[Recorded data]
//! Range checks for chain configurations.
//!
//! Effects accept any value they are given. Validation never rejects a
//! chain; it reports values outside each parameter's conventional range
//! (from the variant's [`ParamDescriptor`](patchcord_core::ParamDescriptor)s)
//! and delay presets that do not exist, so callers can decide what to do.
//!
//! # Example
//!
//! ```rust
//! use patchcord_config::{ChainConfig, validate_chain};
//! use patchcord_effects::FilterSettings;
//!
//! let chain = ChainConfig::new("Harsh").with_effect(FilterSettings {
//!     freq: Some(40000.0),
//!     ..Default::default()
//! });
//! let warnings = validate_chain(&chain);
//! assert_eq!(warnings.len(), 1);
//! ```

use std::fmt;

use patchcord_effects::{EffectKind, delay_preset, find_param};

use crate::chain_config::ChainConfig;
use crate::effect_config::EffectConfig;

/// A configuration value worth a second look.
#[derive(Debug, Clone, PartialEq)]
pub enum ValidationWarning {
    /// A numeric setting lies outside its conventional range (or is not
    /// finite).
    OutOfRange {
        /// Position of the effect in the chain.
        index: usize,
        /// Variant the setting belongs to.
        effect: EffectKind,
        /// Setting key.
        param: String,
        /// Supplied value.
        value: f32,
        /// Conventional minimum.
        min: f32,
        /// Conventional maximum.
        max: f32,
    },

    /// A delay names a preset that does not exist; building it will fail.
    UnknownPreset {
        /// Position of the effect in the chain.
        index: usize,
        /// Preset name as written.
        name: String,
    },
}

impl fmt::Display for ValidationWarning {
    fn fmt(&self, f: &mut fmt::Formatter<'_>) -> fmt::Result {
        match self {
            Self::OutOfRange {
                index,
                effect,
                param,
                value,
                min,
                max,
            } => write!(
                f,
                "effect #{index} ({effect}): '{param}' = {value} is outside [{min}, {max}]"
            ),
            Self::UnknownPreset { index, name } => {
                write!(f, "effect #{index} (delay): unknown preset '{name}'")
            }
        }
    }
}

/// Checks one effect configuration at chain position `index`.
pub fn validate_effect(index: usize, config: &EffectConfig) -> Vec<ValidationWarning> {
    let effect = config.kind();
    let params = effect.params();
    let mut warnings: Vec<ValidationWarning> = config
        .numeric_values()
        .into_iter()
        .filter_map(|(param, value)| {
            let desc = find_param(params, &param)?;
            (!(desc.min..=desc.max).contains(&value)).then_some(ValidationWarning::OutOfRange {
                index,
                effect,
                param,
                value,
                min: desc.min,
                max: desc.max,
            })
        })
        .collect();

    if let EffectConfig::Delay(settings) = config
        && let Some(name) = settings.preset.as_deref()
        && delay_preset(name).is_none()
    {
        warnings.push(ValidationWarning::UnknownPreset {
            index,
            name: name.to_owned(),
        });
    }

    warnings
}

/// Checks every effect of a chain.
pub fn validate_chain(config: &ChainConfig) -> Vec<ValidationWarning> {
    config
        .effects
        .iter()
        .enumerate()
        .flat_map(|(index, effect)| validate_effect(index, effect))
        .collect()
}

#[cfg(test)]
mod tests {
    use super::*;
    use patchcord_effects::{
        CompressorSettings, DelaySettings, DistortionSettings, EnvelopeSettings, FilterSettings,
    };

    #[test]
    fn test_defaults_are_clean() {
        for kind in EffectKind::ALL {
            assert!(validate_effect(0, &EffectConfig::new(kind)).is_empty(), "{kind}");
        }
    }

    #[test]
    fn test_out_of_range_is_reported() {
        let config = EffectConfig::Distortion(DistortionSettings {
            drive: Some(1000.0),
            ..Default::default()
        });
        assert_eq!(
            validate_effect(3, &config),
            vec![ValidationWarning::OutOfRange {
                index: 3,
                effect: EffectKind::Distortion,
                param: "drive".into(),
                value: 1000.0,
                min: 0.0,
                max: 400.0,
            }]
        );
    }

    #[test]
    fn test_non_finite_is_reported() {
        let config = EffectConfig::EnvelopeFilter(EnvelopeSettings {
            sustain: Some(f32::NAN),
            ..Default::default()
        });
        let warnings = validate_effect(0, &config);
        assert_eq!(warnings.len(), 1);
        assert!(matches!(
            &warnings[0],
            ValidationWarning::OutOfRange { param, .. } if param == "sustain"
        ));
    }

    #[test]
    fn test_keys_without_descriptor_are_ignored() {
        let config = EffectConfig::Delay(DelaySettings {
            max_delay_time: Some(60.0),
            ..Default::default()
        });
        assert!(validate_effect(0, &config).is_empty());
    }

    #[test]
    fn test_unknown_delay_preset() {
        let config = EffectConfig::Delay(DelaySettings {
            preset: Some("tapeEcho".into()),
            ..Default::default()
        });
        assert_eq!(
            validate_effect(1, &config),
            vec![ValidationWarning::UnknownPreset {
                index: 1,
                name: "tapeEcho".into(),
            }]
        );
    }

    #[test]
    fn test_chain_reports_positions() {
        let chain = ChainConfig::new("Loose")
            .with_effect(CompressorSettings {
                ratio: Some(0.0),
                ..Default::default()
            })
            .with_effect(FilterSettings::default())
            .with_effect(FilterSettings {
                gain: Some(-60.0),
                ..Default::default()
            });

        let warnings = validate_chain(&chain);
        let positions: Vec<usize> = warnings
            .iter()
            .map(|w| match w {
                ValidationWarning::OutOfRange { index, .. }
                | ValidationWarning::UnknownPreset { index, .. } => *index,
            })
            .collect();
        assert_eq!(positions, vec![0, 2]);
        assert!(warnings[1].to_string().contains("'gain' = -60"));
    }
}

* Work item:
Take the lines from the start of the records through the line holding "setting belongs to.", both included, and please print them exactly, with nothing else.

* Solution for this exercise:
//! Range checks for chain configurations.
//!
//! Effects accept any value they are given. Validation never rejects a
//! chain; it reports values outside each parameter's conventional range
//! (from the variant's [`ParamDescriptor`](patchcord_core::ParamDescriptor)s)
//! and delay presets that do not exist, so callers can decide what to do.
//!
//! # Example
//!
//! ```rust
//! use patchcord_config::{ChainConfig, validate_chain};
//! use patchcord_effects::FilterSettings;
//!
//! let chain = ChainConfig::new("Harsh").with_effect(FilterSettings {
//!     freq: Some(40000.0),
//!     ..Default::default()
//! });
//! let warnings = validate_chain(&chain);
//! assert_eq!(warnings.len(), 1);
//! ```

use std::fmt;

use patchcord_effects::{EffectKind, delay_preset, find_param};

use crate::chain_config::ChainConfig;
use crate::effect_config::EffectConfig;

/// A configuration value worth a second look.
#[derive(Debug, Clone, PartialEq)]
pub enum ValidationWarning {
    /// A numeric setting lies outside its conventional range (or is not
    /// finite).
    OutOfRange {
        /// Position of the effect in the chain.
        index: usize,
        /// Variant the setting belongs to.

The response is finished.